- _Aim of the task_
Scan the listing below. Return every line containing the string "action".

- _Record set_
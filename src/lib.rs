#![doc(html_root_url = "https://docs.rs/ogmkit/0.1.0")]
#![cfg_attr(docsrs, feature(doc_cfg))]
#![deny(rustdoc::missing_crate_level_docs)]

//! # ogmkit - OGM muxing toolkit
//!
//! `ogmkit` reads and writes OGM files: Ogg streams carrying audio, video
//! and subtitle streams behind a fixed binary stream header, alongside
//! plain Ogg Vorbis. Page framing is left to the [`ogg`] crate; this crate
//! deals with the OGM packet layer on top of it.
//!
//! ## Features
//!
//! - Building files from WAV, MP3, AC3, SRT and Ogg Vorbis inputs
//! - Concatenating files with matching streams, keeping them in sync
//! - Splitting by size, by time or at explicit cut points
//! - Extracting streams to WAV, MP3, AC3, SRT, Ogg Vorbis or raw files
//! - Listing streams, comments and packets
//!
//! Each of these has a command line front end under `src/bin`.
//!
//! ## Example
//!
//! ```rust,no_run
//! use ogmkit::format::ogm::info::{inspect, InfoOptions};
//! use ogmkit::format::ogm::stream::OgmReader;
//!
//! fn main() -> ogmkit::Result<()> {
//!     let reader = OgmReader::open("movie.ogm")?;
//!     let (listing, _) = inspect(reader, InfoOptions::default())?;
//!     print!("{}", listing);
//!     Ok(())
//! }
//! ```
//!
//! ## Module Overview
//!
//! - `av`: stream kinds and the packet type shared by all modules
//! - `codec`: frame header parsers for MP3, AC3 and Vorbis
//! - `format`: the page sink seam and the OGM implementation
//! - `config`: settings loaded from the environment and `ogmkit.toml`
//! - `error`: the error type and `Result` alias
//! - `utils`: bit reader used by the header parsers

/// Stream kinds and packets
pub mod av;

/// Frame and header parsers for the supported audio codecs
pub mod codec;

/// Error types and utilities
pub mod error;

/// Container formats
pub mod format;

/// Common utilities and helper functions
pub mod utils;

/// Configuration module
pub mod config;

pub use error::{OgmError, Result};
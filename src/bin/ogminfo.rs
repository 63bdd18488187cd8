//! Lists the streams of OGM files.

use anyhow::Context;
use clap::Parser;
use ogmkit::config::Config;
use ogmkit::format::ogm::info::{InfoOptions, Inspector};
use ogmkit::format::ogm::stream::OgmReader;
use std::io::{self, Write};
use std::path::PathBuf;
use std::process::ExitCode;

#[derive(Parser, Debug)]
#[command(name = "ogminfo")]
#[command(version)]
#[command(about = "Prints the streams, comments and packets of OGM files")]
struct Args {
    /// Input files
    #[arg(required = true)]
    inputs: Vec<PathBuf>,

    /// Comments at -v, every packet at -vv, full stream headers at -vvv
    #[arg(short, long, action = clap::ArgAction::Count)]
    verbose: u8,

    /// Print the size, bitrate and length of every stream
    #[arg(short, long)]
    summary: bool,

    /// Flag packets whose timestamps go backwards
    #[arg(short = 't', long)]
    check_timing: bool,

    /// Log level for diagnostics on stderr, as a count of -l
    #[arg(short = 'l', long = "log", action = clap::ArgAction::Count)]
    log: u8,
}

fn run(args: &Args) -> anyhow::Result<()> {
    let config = Config::load().context("reading the configuration")?;
    let options = InfoOptions {
        verbosity: args.verbose,
        summary: args.summary,
        check_timing: args.check_timing,
        timestamp_rule: config.timestamp_rule,
    };
    let stdout = io::stdout();
    for path in &args.inputs {
        let reader = OgmReader::open(path).with_context(|| format!("opening '{}'", path.display()))?;
        if args.inputs.len() > 1 {
            writeln!(stdout.lock(), "{}:", path.display())?;
        }
        let mut inspector = Inspector::new(stdout.lock(), options);
        inspector
            .run(reader)
            .with_context(|| format!("reading '{}'", path.display()))?;
    }
    Ok(())
}

fn main() -> ExitCode {
    let args = Args::parse();
    ogmkit::utils::init_logging(args.log);
    match run(&args) {
        Ok(()) => ExitCode::SUCCESS,
        Err(e) => {
            eprintln!("ogminfo: {:#}", e);
            ExitCode::FAILURE
        }
    }
}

- _Output for this exercise_
    #[arg(short, long, action = clap::ArgAction::Count)]
    #[arg(short = 'l', long = "log", action = clap::ArgAction::Count)]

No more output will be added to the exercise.